What you have to do:
Return all lines of the records that contain the word "BTreeMap".

Source material:
* * * * * * *

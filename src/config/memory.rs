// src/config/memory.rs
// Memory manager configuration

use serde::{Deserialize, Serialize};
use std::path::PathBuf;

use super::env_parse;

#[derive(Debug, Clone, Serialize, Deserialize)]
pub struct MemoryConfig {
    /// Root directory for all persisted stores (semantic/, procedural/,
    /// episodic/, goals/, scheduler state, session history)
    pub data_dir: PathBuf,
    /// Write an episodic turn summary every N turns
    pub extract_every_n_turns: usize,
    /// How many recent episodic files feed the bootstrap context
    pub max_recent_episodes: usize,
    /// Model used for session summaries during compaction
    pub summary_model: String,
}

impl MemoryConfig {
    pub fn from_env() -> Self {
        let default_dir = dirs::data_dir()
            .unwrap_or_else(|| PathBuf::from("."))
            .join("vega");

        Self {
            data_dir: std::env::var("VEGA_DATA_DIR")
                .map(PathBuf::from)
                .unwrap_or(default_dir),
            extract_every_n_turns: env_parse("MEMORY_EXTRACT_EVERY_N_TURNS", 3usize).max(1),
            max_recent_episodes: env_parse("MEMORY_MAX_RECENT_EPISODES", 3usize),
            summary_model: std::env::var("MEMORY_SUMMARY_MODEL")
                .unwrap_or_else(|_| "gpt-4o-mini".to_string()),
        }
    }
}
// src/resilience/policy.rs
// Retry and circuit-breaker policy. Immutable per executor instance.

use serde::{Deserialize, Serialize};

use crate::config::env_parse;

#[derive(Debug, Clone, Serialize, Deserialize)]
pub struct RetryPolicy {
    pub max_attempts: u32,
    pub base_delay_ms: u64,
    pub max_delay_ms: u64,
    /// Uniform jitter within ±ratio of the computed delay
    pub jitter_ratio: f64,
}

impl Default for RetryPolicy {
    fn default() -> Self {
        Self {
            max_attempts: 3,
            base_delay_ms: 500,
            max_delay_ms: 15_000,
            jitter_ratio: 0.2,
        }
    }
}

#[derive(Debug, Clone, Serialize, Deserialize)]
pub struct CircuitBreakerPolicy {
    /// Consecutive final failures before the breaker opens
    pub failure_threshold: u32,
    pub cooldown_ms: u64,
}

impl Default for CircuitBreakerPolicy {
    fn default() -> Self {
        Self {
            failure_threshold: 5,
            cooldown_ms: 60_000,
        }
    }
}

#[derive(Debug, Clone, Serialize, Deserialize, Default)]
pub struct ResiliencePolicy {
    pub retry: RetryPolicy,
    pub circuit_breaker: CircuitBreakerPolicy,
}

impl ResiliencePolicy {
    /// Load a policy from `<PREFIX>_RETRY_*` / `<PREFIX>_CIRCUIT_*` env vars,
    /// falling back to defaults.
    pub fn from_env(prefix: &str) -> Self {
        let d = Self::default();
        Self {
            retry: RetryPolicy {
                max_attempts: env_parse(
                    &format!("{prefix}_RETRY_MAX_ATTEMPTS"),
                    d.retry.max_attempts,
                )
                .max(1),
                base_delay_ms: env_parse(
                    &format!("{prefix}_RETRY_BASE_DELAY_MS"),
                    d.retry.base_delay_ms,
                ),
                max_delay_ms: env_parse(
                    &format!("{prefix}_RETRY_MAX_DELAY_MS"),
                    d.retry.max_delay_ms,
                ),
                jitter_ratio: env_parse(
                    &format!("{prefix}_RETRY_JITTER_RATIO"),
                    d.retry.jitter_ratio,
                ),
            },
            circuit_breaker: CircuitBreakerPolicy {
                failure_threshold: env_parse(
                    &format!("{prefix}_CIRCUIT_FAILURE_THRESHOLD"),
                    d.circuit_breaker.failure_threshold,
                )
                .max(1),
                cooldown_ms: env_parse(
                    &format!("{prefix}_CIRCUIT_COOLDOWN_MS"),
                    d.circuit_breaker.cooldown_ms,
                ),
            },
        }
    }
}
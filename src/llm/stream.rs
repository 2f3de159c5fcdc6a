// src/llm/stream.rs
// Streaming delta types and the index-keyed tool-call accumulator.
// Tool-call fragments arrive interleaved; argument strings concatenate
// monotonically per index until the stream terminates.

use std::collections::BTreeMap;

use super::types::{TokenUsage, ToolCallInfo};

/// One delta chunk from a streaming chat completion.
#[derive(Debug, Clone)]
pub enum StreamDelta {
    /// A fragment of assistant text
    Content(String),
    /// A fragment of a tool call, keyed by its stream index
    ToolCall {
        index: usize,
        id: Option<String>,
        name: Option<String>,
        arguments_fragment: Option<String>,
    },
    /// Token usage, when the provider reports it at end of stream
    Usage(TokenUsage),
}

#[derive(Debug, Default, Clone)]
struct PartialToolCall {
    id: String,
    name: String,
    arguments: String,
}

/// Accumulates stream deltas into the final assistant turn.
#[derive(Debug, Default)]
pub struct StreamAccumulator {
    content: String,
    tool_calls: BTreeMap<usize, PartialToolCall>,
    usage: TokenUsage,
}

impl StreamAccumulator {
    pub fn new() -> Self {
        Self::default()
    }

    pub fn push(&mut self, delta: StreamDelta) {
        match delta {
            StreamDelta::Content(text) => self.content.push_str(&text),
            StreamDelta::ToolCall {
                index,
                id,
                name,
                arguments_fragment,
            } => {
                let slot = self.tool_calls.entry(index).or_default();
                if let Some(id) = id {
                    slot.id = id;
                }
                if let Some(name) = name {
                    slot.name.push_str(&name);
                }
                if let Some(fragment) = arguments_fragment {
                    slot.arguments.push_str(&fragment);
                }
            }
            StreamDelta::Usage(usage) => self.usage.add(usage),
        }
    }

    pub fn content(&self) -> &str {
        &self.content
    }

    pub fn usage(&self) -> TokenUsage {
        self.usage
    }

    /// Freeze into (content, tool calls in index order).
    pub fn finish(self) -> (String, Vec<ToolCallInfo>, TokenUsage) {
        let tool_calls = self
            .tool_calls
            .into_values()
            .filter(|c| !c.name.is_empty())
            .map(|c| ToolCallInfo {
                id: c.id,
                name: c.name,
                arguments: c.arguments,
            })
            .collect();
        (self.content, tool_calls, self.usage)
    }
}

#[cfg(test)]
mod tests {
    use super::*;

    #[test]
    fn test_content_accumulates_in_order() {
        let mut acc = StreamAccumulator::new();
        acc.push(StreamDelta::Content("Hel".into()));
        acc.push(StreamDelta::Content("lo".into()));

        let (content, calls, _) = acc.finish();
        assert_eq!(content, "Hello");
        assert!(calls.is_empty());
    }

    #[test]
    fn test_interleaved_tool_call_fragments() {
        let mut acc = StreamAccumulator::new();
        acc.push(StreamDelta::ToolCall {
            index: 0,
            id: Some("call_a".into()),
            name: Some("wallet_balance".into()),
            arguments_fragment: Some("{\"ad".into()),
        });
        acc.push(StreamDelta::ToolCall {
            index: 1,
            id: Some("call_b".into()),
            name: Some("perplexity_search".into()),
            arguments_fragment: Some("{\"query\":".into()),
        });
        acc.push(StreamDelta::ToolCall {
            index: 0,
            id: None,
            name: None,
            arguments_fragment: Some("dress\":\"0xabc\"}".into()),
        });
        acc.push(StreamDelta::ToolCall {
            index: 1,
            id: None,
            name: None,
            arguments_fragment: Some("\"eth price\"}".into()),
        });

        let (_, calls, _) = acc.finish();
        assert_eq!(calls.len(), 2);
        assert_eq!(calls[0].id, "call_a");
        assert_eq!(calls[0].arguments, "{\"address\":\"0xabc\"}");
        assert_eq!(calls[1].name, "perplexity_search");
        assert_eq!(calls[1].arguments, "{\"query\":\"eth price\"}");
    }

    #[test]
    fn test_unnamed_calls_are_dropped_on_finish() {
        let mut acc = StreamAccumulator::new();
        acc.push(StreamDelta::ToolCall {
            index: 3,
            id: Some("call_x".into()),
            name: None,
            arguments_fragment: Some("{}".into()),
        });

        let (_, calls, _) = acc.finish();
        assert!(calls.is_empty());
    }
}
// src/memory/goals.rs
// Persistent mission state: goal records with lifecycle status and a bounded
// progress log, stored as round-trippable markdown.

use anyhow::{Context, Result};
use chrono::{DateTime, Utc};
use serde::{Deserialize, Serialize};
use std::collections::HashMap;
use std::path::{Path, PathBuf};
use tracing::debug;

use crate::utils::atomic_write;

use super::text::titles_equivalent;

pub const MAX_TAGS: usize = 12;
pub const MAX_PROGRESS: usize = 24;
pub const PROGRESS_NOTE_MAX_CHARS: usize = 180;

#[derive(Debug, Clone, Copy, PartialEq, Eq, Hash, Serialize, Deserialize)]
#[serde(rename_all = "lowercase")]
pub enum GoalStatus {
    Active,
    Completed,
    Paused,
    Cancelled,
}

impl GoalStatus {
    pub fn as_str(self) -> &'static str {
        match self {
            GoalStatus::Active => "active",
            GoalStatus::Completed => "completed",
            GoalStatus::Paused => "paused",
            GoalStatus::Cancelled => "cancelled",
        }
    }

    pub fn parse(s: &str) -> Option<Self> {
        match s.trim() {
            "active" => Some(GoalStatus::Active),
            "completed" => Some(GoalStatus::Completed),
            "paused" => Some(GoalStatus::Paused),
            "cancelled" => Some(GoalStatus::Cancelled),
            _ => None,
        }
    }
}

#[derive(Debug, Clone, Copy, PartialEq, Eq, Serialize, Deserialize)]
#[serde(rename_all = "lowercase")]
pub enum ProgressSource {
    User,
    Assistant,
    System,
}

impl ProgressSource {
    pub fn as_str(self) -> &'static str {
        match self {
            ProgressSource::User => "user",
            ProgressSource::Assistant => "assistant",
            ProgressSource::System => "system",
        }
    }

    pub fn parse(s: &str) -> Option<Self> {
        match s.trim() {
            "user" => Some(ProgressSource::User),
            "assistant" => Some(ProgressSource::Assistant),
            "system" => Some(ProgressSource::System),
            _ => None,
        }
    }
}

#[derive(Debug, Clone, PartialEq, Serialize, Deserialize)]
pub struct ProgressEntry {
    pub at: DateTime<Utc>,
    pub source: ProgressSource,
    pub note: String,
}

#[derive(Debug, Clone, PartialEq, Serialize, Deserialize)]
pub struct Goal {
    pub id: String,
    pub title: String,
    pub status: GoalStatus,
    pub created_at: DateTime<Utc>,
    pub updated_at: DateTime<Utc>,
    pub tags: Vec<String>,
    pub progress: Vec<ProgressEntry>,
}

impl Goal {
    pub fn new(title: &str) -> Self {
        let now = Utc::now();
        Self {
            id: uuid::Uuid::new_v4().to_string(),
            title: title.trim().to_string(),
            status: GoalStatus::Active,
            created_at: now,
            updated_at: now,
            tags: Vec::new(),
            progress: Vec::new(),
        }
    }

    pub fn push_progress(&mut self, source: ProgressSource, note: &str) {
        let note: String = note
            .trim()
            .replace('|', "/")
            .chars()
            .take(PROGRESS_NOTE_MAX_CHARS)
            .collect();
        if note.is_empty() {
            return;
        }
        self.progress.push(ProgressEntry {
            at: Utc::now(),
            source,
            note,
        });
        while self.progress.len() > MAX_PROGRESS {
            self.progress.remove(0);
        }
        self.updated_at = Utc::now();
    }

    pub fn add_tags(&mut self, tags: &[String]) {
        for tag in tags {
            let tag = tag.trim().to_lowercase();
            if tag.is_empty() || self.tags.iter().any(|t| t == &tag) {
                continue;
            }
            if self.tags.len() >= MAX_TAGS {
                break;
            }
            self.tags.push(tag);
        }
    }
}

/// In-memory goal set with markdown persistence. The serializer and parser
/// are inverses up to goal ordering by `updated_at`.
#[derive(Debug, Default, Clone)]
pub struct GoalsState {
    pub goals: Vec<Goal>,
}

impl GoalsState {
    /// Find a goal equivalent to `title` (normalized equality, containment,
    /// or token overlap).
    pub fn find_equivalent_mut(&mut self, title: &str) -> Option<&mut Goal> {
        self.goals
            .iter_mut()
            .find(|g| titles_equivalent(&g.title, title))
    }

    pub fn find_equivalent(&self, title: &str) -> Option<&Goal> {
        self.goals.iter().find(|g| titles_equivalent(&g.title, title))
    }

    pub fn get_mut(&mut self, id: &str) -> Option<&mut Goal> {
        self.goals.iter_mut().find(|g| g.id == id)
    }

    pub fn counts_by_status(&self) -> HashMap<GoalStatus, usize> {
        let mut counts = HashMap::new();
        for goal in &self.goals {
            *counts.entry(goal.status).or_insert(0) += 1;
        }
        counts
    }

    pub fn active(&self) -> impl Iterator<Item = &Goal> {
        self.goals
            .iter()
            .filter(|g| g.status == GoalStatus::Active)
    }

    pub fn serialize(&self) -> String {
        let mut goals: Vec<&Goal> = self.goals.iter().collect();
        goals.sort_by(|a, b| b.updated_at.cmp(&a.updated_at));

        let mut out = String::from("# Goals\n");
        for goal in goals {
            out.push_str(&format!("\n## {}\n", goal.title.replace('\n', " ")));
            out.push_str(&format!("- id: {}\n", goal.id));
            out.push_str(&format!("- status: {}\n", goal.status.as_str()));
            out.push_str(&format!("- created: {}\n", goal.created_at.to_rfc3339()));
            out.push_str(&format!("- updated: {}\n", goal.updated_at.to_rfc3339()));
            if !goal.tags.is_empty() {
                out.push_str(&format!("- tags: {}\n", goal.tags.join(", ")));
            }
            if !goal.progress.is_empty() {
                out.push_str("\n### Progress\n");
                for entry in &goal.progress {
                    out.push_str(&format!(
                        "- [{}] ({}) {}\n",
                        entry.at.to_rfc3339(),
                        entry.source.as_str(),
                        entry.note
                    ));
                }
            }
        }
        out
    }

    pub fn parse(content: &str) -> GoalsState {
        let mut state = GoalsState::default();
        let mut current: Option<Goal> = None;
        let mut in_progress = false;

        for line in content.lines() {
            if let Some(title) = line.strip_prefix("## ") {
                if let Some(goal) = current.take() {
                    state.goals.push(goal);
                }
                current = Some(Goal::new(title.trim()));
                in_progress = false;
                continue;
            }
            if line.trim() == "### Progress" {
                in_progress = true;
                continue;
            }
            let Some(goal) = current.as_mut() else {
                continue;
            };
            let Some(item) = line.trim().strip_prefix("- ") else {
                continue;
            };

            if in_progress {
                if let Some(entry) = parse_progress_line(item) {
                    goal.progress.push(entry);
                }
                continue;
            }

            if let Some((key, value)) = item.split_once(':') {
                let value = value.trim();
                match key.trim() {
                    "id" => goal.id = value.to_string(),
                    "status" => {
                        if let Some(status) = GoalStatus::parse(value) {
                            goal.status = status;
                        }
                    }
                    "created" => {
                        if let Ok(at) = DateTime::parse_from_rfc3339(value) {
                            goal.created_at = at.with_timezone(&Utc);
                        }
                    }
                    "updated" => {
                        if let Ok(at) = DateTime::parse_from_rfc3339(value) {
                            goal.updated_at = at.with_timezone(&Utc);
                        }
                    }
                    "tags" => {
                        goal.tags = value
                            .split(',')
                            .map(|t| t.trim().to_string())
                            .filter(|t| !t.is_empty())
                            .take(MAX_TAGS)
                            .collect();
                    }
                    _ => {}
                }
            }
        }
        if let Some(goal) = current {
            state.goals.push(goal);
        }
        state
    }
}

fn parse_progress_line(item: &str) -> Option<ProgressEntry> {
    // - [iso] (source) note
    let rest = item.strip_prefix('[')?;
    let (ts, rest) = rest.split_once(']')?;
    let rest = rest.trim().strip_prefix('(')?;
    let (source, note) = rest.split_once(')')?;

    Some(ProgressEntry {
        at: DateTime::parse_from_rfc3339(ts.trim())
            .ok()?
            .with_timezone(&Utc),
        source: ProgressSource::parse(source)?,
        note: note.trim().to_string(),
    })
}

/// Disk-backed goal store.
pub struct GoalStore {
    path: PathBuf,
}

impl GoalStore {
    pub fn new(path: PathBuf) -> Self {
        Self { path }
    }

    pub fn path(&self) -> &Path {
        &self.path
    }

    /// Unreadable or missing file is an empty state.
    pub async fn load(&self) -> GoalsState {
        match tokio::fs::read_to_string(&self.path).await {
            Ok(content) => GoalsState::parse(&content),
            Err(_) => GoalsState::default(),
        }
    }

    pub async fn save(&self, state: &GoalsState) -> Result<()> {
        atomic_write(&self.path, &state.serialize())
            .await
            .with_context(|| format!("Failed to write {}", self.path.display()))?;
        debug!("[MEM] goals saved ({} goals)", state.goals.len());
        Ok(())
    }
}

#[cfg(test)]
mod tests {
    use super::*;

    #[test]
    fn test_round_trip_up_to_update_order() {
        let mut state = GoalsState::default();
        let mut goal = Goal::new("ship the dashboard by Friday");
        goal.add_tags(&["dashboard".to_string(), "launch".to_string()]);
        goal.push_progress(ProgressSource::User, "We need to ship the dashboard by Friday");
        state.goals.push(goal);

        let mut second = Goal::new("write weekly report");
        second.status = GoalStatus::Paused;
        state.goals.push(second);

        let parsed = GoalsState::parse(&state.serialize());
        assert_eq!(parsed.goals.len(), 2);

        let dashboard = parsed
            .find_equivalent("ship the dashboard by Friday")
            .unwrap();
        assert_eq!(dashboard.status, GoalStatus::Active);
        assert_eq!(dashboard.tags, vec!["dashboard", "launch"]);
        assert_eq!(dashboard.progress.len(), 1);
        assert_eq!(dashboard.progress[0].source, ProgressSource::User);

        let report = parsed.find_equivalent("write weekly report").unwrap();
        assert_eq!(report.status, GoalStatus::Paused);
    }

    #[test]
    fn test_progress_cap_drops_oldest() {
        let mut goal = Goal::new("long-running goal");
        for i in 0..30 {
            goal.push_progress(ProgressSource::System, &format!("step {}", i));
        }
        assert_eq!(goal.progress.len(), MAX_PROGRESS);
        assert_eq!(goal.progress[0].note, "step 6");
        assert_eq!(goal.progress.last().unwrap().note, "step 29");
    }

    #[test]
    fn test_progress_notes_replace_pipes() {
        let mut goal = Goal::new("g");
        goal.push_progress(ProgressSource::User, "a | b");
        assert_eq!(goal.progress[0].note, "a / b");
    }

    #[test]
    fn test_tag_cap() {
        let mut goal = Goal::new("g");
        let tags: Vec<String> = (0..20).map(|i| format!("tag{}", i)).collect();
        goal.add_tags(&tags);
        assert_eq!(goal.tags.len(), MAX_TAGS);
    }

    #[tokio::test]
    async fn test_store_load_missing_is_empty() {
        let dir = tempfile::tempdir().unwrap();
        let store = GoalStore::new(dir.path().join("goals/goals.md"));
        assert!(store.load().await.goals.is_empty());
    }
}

* * * * * * *

Solution for this problem:
use std::collections::BTreeMap;
    tool_calls: BTreeMap<usize, PartialToolCall>,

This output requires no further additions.